* What you should do: Write out again, please, the records below from the first line to the line holding "filename crates/scene_engine/src/spatial/filter.rs", inclusive, and nothing else.

[Collected data]
--

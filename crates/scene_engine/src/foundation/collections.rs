//! Specialized collection types

pub use slotmap::{new_key_type, SlotMap};

new_key_type! {
    /// Arena key of a region node inside a spatial tree
    pub struct RegionKey;
}

/// Arena of spatial tree regions with stable keys
pub type RegionArena<T> = SlotMap<RegionKey, T>;
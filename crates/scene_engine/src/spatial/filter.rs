//! Query filters and the reusable query context

use super::bounds::{Circle, Frustum, Plane, Rect, Sphere, AABB};
use super::region::Region;
use super::tree::SpatialTree;
use crate::foundation::collections::RegionKey;
use std::fmt;
use std::hash::Hash;

/// Shape a spatial tree can be queried with
pub trait Filter<R: Region> {
    /// Whether any part of the region may touch the filter
    fn intersects_region(&self, region: &R) -> bool;

    /// Whether the object volume touches the filter
    fn intersects_volume(&self, volume: &R::Volume) -> bool;
}

/// Filters for the octree
#[derive(Debug, Clone, PartialEq)]
pub enum VolumeFilter {
    /// Objects touching a sphere
    Sphere(Sphere),
    /// Objects touching a box
    Box(AABB),
    /// Objects at least partially in front of a plane
    Plane(Plane),
    /// Objects at least partially inside a view frustum
    Frustum(Frustum),
}

impl Filter<AABB> for VolumeFilter {
    fn intersects_region(&self, region: &AABB) -> bool {
        match self {
            Self::Sphere(sphere) => region.intersects_sphere(sphere),
            Self::Box(aabb) => region.intersects(aabb),
            Self::Plane(plane) => plane.aabb_in_front(region),
            Self::Frustum(frustum) => frustum.intersects_aabb(region),
        }
    }

    fn intersects_volume(&self, volume: &Sphere) -> bool {
        match self {
            Self::Sphere(sphere) => sphere.intersects(volume),
            Self::Box(aabb) => aabb.intersects_sphere(volume),
            Self::Plane(plane) => plane.sphere_in_front(volume),
            Self::Frustum(frustum) => frustum.intersects_sphere(volume),
        }
    }
}

/// Filters for the quadtree
#[derive(Debug, Clone, Copy, PartialEq)]
pub enum AreaFilter {
    /// Objects touching a circle
    Circle(Circle),
    /// Objects touching a rectangle
    Rect(Rect),
}

impl Filter<Rect> for AreaFilter {
    fn intersects_region(&self, region: &Rect) -> bool {
        match self {
            Self::Circle(circle) => region.intersects_circle(circle),
            Self::Rect(rect) => region.intersects(rect),
        }
    }

    fn intersects_volume(&self, volume: &Circle) -> bool {
        match self {
            Self::Circle(circle) => circle.intersects(volume),
            Self::Rect(rect) => rect.intersects_circle(volume),
        }
    }
}

/// Reusable query context
///
/// Meant to live as long as the system that queries every frame:
///
/// 1. [`reset_filter`](Self::reset_filter)
/// 2. [`add_filter`](Self::add_filter) one or more times, filters are AND-combined
/// 3. [`filter`](Self::filter) against a tree
/// 4. read [`result`](Self::result)
///
/// The filter list, the result list and the traversal stack keep their
/// capacity between runs.
#[derive(Debug)]
pub struct SpatialFilter<F, K> {
    filters: Vec<F>,
    result: Vec<K>,
    stack: Vec<RegionKey>,
}

impl<F, K> Default for SpatialFilter<F, K> {
    fn default() -> Self {
        Self {
            filters: Vec::new(),
            result: Vec::new(),
            stack: Vec::new(),
        }
    }
}

impl<F, K> SpatialFilter<F, K> {
    /// Create an empty query context
    pub fn new() -> Self {
        Self::default()
    }

    /// Drop all filters and the last result
    pub fn reset_filter(&mut self) {
        self.filters.clear();
        self.result.clear();
    }

    /// Add a filter, objects must pass every filter added since the last reset
    pub fn add_filter(&mut self, filter: F) {
        self.filters.push(filter);
    }

    /// Objects found by the last [`filter`](Self::filter) run
    pub fn result(&self) -> &[K] {
        &self.result
    }

    /// Run the filters against `tree`, replacing the previous result
    ///
    /// Without any filter every object of the tree is returned.
    pub fn filter<R>(&mut self, tree: &SpatialTree<R, K>) -> &[K]
    where
        R: Region,
        F: Filter<R>,
        K: Copy + Eq + Hash + fmt::Debug,
    {
        self.result.clear();
        tree.query_with(&self.filters, &mut self.stack, &mut self.result);
        &self.result
    }
}

#[cfg(test)]
mod tests {
    use super::*;
    use crate::foundation::math::{Mat4, Vec2, Vec3};
    use crate::spatial::{Octree, Quadtree, SpatialIndexConfig};

    fn populated_octree() -> Octree<u32> {
        let mut tree = Octree::new(AABB::cube(Vec3::zeros(), 100.0), SpatialIndexConfig::default().with_split_threshold(2).with_merge_threshold(1));
        for key in 0..10u8 {
            let x = f32::from(key) * 10.0 - 45.0;
            tree.insert(u32::from(key), Sphere::new(Vec3::new(x, 0.0, 0.0), 1.0)).unwrap();
        }
        tree
    }

    #[test]
    fn test_filters_are_and_combined() {
        let tree = populated_octree();
        let mut filter = SpatialFilter::new();

        filter.reset_filter();
        filter.add_filter(VolumeFilter::Plane(Plane::new(Vec3::new(1.0, 0.0, 0.0), 0.0)));
        filter.add_filter(VolumeFilter::Sphere(Sphere::new(Vec3::new(20.0, 0.0, 0.0), 6.0)));
        let mut result = filter.filter(&tree).to_vec();
        result.sort_unstable();

        // x = 15 and x = 25
        assert_eq!(result, vec![6, 7]);
    }

    #[test]
    fn test_reset_clears_previous_run() {
        let tree = populated_octree();
        let mut filter = SpatialFilter::new();

        filter.add_filter(VolumeFilter::Box(AABB::cube(Vec3::new(-45.0, 0.0, 0.0), 1.0)));
        assert_eq!(filter.filter(&tree), &[0]);

        filter.reset_filter();
        assert!(filter.result().is_empty());
        assert_eq!(filter.filter(&tree).len(), 10);
    }

    #[test]
    fn test_frustum_filter() {
        let tree = populated_octree();
        // Looking down +X from the origin
        let view = Mat4::look_at_rh(
            &Vec3::zeros().into(),
            &Vec3::new(1.0, 0.0, 0.0).into(),
            &Vec3::y(),
        );
        let projection = Mat4::new_perspective(1.0, 0.5, 0.1, 30.0);
        let frustum = Frustum::from_matrix(&(projection * view));

        let mut filter = SpatialFilter::new();
        filter.add_filter(VolumeFilter::Frustum(frustum));
        let mut result = filter.filter(&tree).to_vec();
        result.sort_unstable();

        // x = 5, 15, 25
        assert_eq!(result, vec![5, 6, 7]);
    }

    #[test]
    fn test_area_filters() {
        let mut tree: Quadtree<u32> = Quadtree::new(Rect::from_position_size(-50.0, -50.0, 100.0, 100.0), SpatialIndexConfig::default());
        tree.insert(1, Circle::new(Vec2::new(0.0, 0.0), 1.0)).unwrap();
        tree.insert(2, Circle::new(Vec2::new(10.0, 0.0), 1.0)).unwrap();

        let mut filter = SpatialFilter::new();
        filter.add_filter(AreaFilter::Circle(Circle::new(Vec2::new(5.0, 0.0), 4.0)));
        assert_eq!(filter.filter(&tree), &[1, 2]);

        filter.reset_filter();
        filter.add_filter(AreaFilter::Rect(Rect::from_position_size(8.0, -1.0, 4.0, 2.0)));
        assert_eq!(filter.filter(&tree), &[2]);
    }
}
use super::actions::{AsyncNodeQueue, NodeAction};
use super::node::{
    model_channel, LodSwitchData, LodThreshold, ModelData, ModelLoader, ModelState, Node, NodeData, NodeFlags, NodeId,
    NodeType,
};
use super::tree::NodeTree;
use super::visitors::{BoundsVisitor, CopyVisitor, FindByNameVisitor, NodeBlueprint, PrintVisitor};
use super::SceneError;
use crate::config::SceneConfig;
use crate::foundation::math::{Mat4, Transform, Vec3};
use crate::foundation::time::Deadline;
use crate::spatial::{Filter, Octree, Sphere, AABB};
use crate::traversal::{traverse, TransformUpdateVisitor, TraversalMode};

fn logged<T>(result: Result<T, SceneError>) -> Result<T, SceneError> {
    if let Err(error) = &result {
        log::error!("{error}");
    }
    result
}

fn register_in(registry: &mut Vec<NodeId>, id: NodeId, what: &str) {
    if registry.contains(&id) {
        log::error!("{what} {id} was already registered");
    } else {
        registry.push(id);
    }
}

fn unregister_from(registry: &mut Vec<NodeId>, id: NodeId, what: &str) {
    if let Some(position) = registry.iter().position(|entry| *entry == id) {
        registry.remove(position);
    } else {
        log::error!("{what} {id} was not registered");
    }
}

/// Scene graph with spatial index
#[derive(Debug)]
pub struct Scene {
    config: SceneConfig,
    tree: NodeTree,
    root: NodeId,
    octree: Octree<NodeId>,

    cameras: Vec<NodeId>,
    lights: Vec<NodeId>,
    renderables: Vec<NodeId>,
    volumes: Vec<NodeId>,
    lod_triggers: Vec<NodeId>,
    lod_switches: Vec<NodeId>,

    data_queue: Vec<NodeId>,
    actions: AsyncNodeQueue,
    transform_visitor: TransformUpdateVisitor<NodeId>,
}

impl Default for Scene {
    fn default() -> Self {
        Self::build(SceneConfig::default())
    }
}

--

* Expected output:
filename crates/scene_engine/src/foundation/collections.rs
//! Specialized collection types

pub use slotmap::{new_key_type, SlotMap};

new_key_type! {
    /// Arena key of a region node inside a spatial tree
    pub struct RegionKey;
}

/// Arena of spatial tree regions with stable keys
pub type RegionArena<T> = SlotMap<RegionKey, T>;
filename crates/scene_engine/src/spatial/filter.rs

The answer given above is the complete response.